Ever since the Net moved beyond its roots as a small, open,
academic community, users have attempted to balance opposing
forces. Most favor the right to speak out, along with the right to
privacy; they rail against censorship, but at the same time
desperately seek the ability to censor unsolicited e-mail by limiting
spammers' access to their networks.
ORBS supporters say the blacklist was a fully justified form of
preventive medicine. Brown saw his mission as identifying every
mail server on the Net that allowed "open relays" -- in essence, that
permitted the forwarding of mail from one point on the Net to another
without any restriction. Spammers love open relays; they employ
them to hide their identities and funnel out massive amounts of e-
mail for free.
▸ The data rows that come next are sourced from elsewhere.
//! Per-batch dedup of named records.
//!
//! A [`SyncSession`] is created by the orchestrator for one batch and handed to
//! every entity task through an `Arc`. Nothing about it is thread-local, so it
//! holds regardless of which worker runs which task.

use std::collections::HashSet;
use std::sync::{Mutex, MutexGuard, PoisonError};

use booksim_core::OperationId;

/// Names already processed during one batch, matched case-insensitively.
#[derive(Debug)]
pub struct SyncSession {
    operation_id: OperationId,
    names: Mutex<HashSet<String>>,
}

impl SyncSession {
    pub fn new(operation_id: OperationId) -> Self {
        Self {
            operation_id,
            names: Mutex::new(HashSet::new()),
        }
    }

    /// The batch this session belongs to.
    pub fn operation_id(&self) -> &OperationId {
        &self.operation_id
    }

    pub fn already_synced(&self, name: &str) -> bool {
        self.names().contains(&normalize(name))
    }

    /// Record `name`; returns `false` if it was already present.
    pub fn mark_synced(&self, name: &str) -> bool {
        self.names().insert(normalize(name))
    }

    pub fn len(&self) -> usize {
        self.names().len()
    }

    pub fn is_empty(&self) -> bool {
        self.names().is_empty()
    }

    pub fn clear(&self) {
        self.names().clear();
    }

    /// End the session. Consumes it so no task can touch it afterwards.
    pub fn release(self) {
        let names = self.names.into_inner().unwrap_or_else(PoisonError::into_inner);
        tracing::debug!(
            operation_id = %self.operation_id,
            tracked = names.len(),
            "sync session released"
        );
    }

    // A panicking task must not wedge the rest of the batch.
    fn names(&self) -> MutexGuard<'_, HashSet<String>> {
        self.names.lock().unwrap_or_else(PoisonError::into_inner)
    }
}

fn normalize(name: &str) -> String {
    name.trim().to_lowercase()
}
But at the same time the open relays bog down the
system for other customers.
Brown used simple software agents and diagnostic probes to comb
the Internet, looking for mail servers configured for open relaying.
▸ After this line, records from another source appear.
//! `booksim sync`: one parallel batch from the export directory into the
//! local store.

use std::path::{Path, PathBuf};
use std::sync::Arc;

use anyhow::{bail, Context, Result};
use clap::Args;
use colored::Colorize;
use tabled::{settings::Style, Table, Tabled};

use booksim_core::{config, EntitySyncResult, EntityType, ParallelSyncResult, SyncConfig};
use booksim_orchestrator::{interrupt_token, ParallelSyncOrchestrator};
use booksim_sync::resilience::SnapshotTransactions;
use booksim_sync::{
    BackupRotation, EntitySyncService, JsonDirSource, JsonFileStore, NamedRecordMapper,
    RecordSyncService, SyncCollaborators,
};

/// Arguments for `booksim sync`.
#[derive(Args, Debug)]
pub struct SyncArgs {
    /// Directory of exported records, one `<entity>.json` per type
    /// [default: ~/.booksim/exports].
    #[arg(long)]
    pub source: Option<PathBuf>,

    /// Correlation id for this batch; generated when omitted.
    #[arg(long)]
    pub operation_id: Option<String>,

    /// Sync only these entity types (comma-separated or repeated).
    #[arg(long, value_delimiter = ',')]
    pub only: Vec<EntityType>,

    /// Emit the batch report as JSON.
    #[arg(long)]
    pub json: bool,
}

impl SyncArgs {
    pub fn run(self) -> Result<()> {
        let home: PathBuf = dirs::home_dir().context("could not determine home directory")?;
        let mut cfg = config::load_at(&home).context("failed to load booksim config")?;
        if !self.only.is_empty() {
            cfg.restrict_to(&self.only);
        }

        let source_dir = self
            .source
            .unwrap_or_else(|| config::config_root(&home).join("exports"));
        let orchestrator = ParallelSyncOrchestrator::new(&cfg, build_services(&cfg, &source_dir))
            .context("failed to assemble sync services")?;

        let report = orchestrator
            .execute_parallel_sync_with_cancel(self.operation_id.as_deref(), &interrupt_token());

        if self.json {
            println!(
                "{}",
                serde_json::to_string_pretty(&report).context("failed to serialize sync report")?
            );
        } else {
            print_table(&report);
        }

        if !report.success {
            bail!(
                "sync batch {} failed: {}",
                report.operation_id,
                report.error_message.as_deref().unwrap_or("unknown error")
            );
        }
        Ok(())
    }
}

fn build_services(cfg: &SyncConfig, source_dir: &Path) -> Vec<Arc<dyn EntitySyncService>> {
    let store = Arc::new(JsonFileStore::new(
        cfg.data_dir.clone(),
        BackupRotation::from_config(cfg.data_dir.clone(), &cfg.backup),
    ));
    RecordSyncService::for_all(
        Arc::new(JsonDirSource::new(source_dir)),
        store,
        Arc::new(NamedRecordMapper::default()),
        Arc::new(SnapshotTransactions::new(cfg.data_dir.clone())),
        Arc::new(SyncCollaborators::from_config(cfg)),
    )
}

#[derive(Tabled)]
struct ResultRow {
    #[tabled(rename = "entity")]
    entity: String,
    #[tabled(rename = "status")]
    status: String,
    #[tabled(rename = "synced")]
    synced: usize,
    #[tabled(rename = "errors")]
    errors: usize,
    #[tabled(rename = "duration")]
    duration: String,
    #[tabled(rename = "detail")]
    detail: String,
}

impl From<&EntitySyncResult> for ResultRow {
    fn from(entry: &EntitySyncResult) -> Self {
        let status = if entry.is_success() {
            "OK".green().bold().to_string()
        } else {
            "FAILED".red().bold().to_string()
        };
        Self {
            entity: entry.entity_type.to_string(),
            status,
            synced: entry.result.synced_count(),
            errors: entry.result.error_count(),
            duration: format!("{} ms", entry.duration_ms),
            detail: entry.error_message.clone().unwrap_or_default(),
        }
    }
}

fn print_table(report: &ParallelSyncResult) {
    println!(
        "booksim v{} | operation {} | {} ok | {} failed | {} records | {} ms",
        env!("CARGO_PKG_VERSION"),
        report.operation_id,
        report.successful_count(),
        report.failed_count(),
        report.total_synced(),
        report.total_duration_ms,
    );

    if report.results.is_empty() {
        match &report.error_message {
            Some(message) => println!("{} {message}", "✗".red().bold()),
            None => println!("No entity types enabled."),
        }
        return;
    }

    let rows: Vec<ResultRow> = report.results.iter().map(ResultRow::from).collect();
    let mut table = Table::new(rows);
    table.with(Style::rounded());
    println!("{table}");
}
Whenever he found one, Brown would post the Internet protocol (IP)
address on his list -- even if the address had never been used by a
spammer. ISPs, systems administrators and everyday citizens who
configured their computers to block addresses listed on ORBS could
then close off a spammer's favorite distribution tool even before the
spammer knew it existed.
More controversial, Brown also placed on his list servers that
blocked his probes, whether or not he could ascertain if they had
open relays. ORBS supporters say such a policy was the only way
to keep a flood of open-relay-capable servers from pumping spam
across the Net. The end, they argue, justified the means.
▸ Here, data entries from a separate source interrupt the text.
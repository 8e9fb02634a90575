//! Shape-tolerant text extraction.
//!
//! Every supported value shape implements [`AsText`] once; record-like types
//! implement [`FieldText`] on top of it. Nothing here branches on the concrete
//! type of a value at runtime, and nothing ever raises: an unrecognized shape
//! is simply `None`.
//!
//! Text that is really a debug rendering of some object (`Foo { .. }`,
//! `com.example.Page@1b6d3586`) is rejected rather than passed off as content.

use serde_json::Value;

use crate::record::{ExternalRecord, Property, PropertyValue, RichText};

/// "This value, as text, or absent."
pub trait AsText {
    fn as_text(&self) -> Option<String>;
}

/// "Field `name` of this record, as text, or absent."
pub trait FieldText {
    fn field_text(&self, field: &str) -> Option<String>;
}

/// Free-function form of [`AsText::as_text`].
pub fn extract_text<T: AsText + ?Sized>(value: &T) -> Option<String> {
    value.as_text()
}

// ---------------------------------------------------------------------------
// Plain strings
// ---------------------------------------------------------------------------

impl AsText for str {
    fn as_text(&self) -> Option<String> {
        let trimmed = self.trim();
        if trimmed.is_empty() || looks_like_debug_repr(trimmed) {
            return None;
        }
        Some(trimmed.to_string())
    }
}

impl AsText for String {
    fn as_text(&self) -> Option<String> {
        self.as_str().as_text()
    }
}

impl<T: AsText> AsText for Option<T> {
    fn as_text(&self) -> Option<String> {
        self.as_ref().and_then(AsText::as_text)
    }
}

// ---------------------------------------------------------------------------
// Typed API property objects
// ---------------------------------------------------------------------------

impl AsText for RichText {
    fn as_text(&self) -> Option<String> {
        self.plain_text
            .as_deref()
            .or(self.text.as_ref().map(|t| t.content.as_str()))
            .and_then(str::as_text)
    }
}

impl AsText for [RichText] {
    fn as_text(&self) -> Option<String> {
        let joined: String = self
            .iter()
            .filter_map(|segment| {
                segment
                    .plain_text
                    .as_deref()
                    .or(segment.text.as_ref().map(|t| t.content.as_str()))
            })
            .collect();
        joined.as_text()
    }
}

impl AsText for PropertyValue {
    fn as_text(&self) -> Option<String> {
        match self {
            PropertyValue::Title { title } => title.as_slice().as_text(),
            PropertyValue::RichText { rich_text } => rich_text.as_slice().as_text(),
            PropertyValue::Select { select } => select.as_ref().and_then(|s| s.name.as_text()),
            PropertyValue::Number { number } => number.map(|n| n.to_string()),
            PropertyValue::Checkbox { checkbox } => Some(checkbox.to_string()),
            // Relation ids are references, not text.
            PropertyValue::Relation { .. } => None,
        }
    }
}

impl AsText for Property {
    fn as_text(&self) -> Option<String> {
        match self {
            Property::Typed(value) => value.as_text(),
            Property::Text(text) => text.as_text(),
            Property::Raw(value) => value.as_text(),
        }
    }
}

// ---------------------------------------------------------------------------
// Generic nested maps
// ---------------------------------------------------------------------------

/// Keys probed, in order, on an untyped object.
const TEXT_KEYS: &[&str] = &[
    "title",
    "rich_text",
    "select",
    "plain_text",
    "text",
    "content",
    "name",
    "string",
];

impl AsText for Value {
    fn as_text(&self) -> Option<String> {
        match self {
            Value::Null => None,
            Value::Bool(b) => Some(b.to_string()),
            Value::Number(n) => Some(n.to_string()),
            Value::String(s) => s.as_text(),
            Value::Array(items) => array_text(items),
            Value::Object(map) => {
                // `{"type": "x", "x": ...}`: follow the declared variant first.
                if let Some(inner) = map
                    .get("type")
                    .and_then(Value::as_str)
                    .and_then(|kind| map.get(kind))
                {
                    if let Some(text) = inner.as_text() {
                        return Some(text);
                    }
                }
                TEXT_KEYS
                    .iter()
                    .filter_map(|key| map.get(*key))
                    .find_map(AsText::as_text)
            }
        }
    }
}

/// Rich-text segments concatenate as-is; anything else (multi-select options,
/// string lists) is comma-joined.
fn array_text(items: &[Value]) -> Option<String> {
    let segments: Option<String> = items.iter().map(segment_text).collect();
    if let Some(joined) = segments {
        return joined.as_text();
    }
    let parts: Vec<String> = items.iter().filter_map(AsText::as_text).collect();
    if parts.is_empty() {
        return None;
    }
    Some(parts.join(", "))
}

/// Untrimmed text of a rich-text segment; `None` if `item` is not one.
fn segment_text(item: &Value) -> Option<&str> {
    item.get("plain_text")
        .and_then(Value::as_str)
        .or_else(|| item.get("text")?.get("content")?.as_str())
}

// ---------------------------------------------------------------------------
// Records
// ---------------------------------------------------------------------------

impl FieldText for ExternalRecord {
    fn field_text(&self, field: &str) -> Option<String> {
        self.properties.get(field).and_then(AsText::as_text)
    }
}

impl FieldText for Value {
    /// Looks under `properties` first, then at the top level.
    fn field_text(&self, field: &str) -> Option<String> {
        self.get("properties")
            .and_then(|props| props.get(field))
            .or_else(|| self.get(field))
            .and_then(AsText::as_text)
    }
}

// ---------------------------------------------------------------------------
// Debug-representation guard
// ---------------------------------------------------------------------------

fn looks_like_debug_repr(s: &str) -> bool {
    is_identity_hash_repr(s) || is_struct_debug_repr(s)
}

/// `com.example.PageProperty@1b6d3586`. A bare word needs a hash of at
/// least six hex digits; a dotted class path may carry any hash.
fn is_identity_hash_repr(s: &str) -> bool {
    let Some((class, hash)) = s.split_once('@') else {
        return false;
    };
    let min_hash = if class.contains('.') { 1 } else { 6 };
    class.starts_with(|c: char| c.is_ascii_alphabetic())
        && !class.ends_with('.')
        && class
            .chars()
            .all(|c| c.is_ascii_alphanumeric() || matches!(c, '.' | '_' | '$'))
        && (min_hash..=16).contains(&hash.len())
        && hash.chars().all(|c| c.is_ascii_hexdigit())
}

/// `PropertyValue { kind: Title }` or `PropertyValue { .. }`
fn is_struct_debug_repr(s: &str) -> bool {
    let Some((name, rest)) = s.split_once(" {") else {
        return false;
    };
    let Some(body) = rest.strip_suffix('}') else {
        return false;
    };
    let body = body.trim();
    name.starts_with(|c: char| c.is_ascii_uppercase())
        && name.chars().all(|c| c.is_ascii_alphanumeric() || c == '_')
        && (body == ".." || body.contains(':'))
}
The immediate impact of the ORBS shutdown could mean more
spam, says Michael LeFevre, a London technology company
executive. "I've received four spams since ORBS went down last
week," he says. "I only received two or three previous to that this
year."
But not everyone is sorry to see the site go. ORBS has plenty of
critics. ORBS wasn't just a useful technology, they say; it was also
a tool used by a specific person, Alan Brown, an overzealous spam
fighter who went too far. ORBS's own ISP pulled the plug on Brown
in 1998 after receiving complaints about the way that Brown used
probes to test servers for open relays. Although another ISP agreed
to host ORBS soon afterward, Brown's detractors say that he never
learned his lesson: He repeatedly insisted that he had the right to
test servers as often as he wanted.
"Alan Brown created some nice technology -- nobody faults him on
that point," says Tom Geller, founder of Suespammers.org, a
nonprofit group that lobbies for strict spam legislation. "But he used
it in an irresponsible way, invading others' private networks and
using others' resources against their stated wishes." He became a
living contradiction -- a man who, says Geller, "used others' network
resources to prove that it's wrong to use others' network resources."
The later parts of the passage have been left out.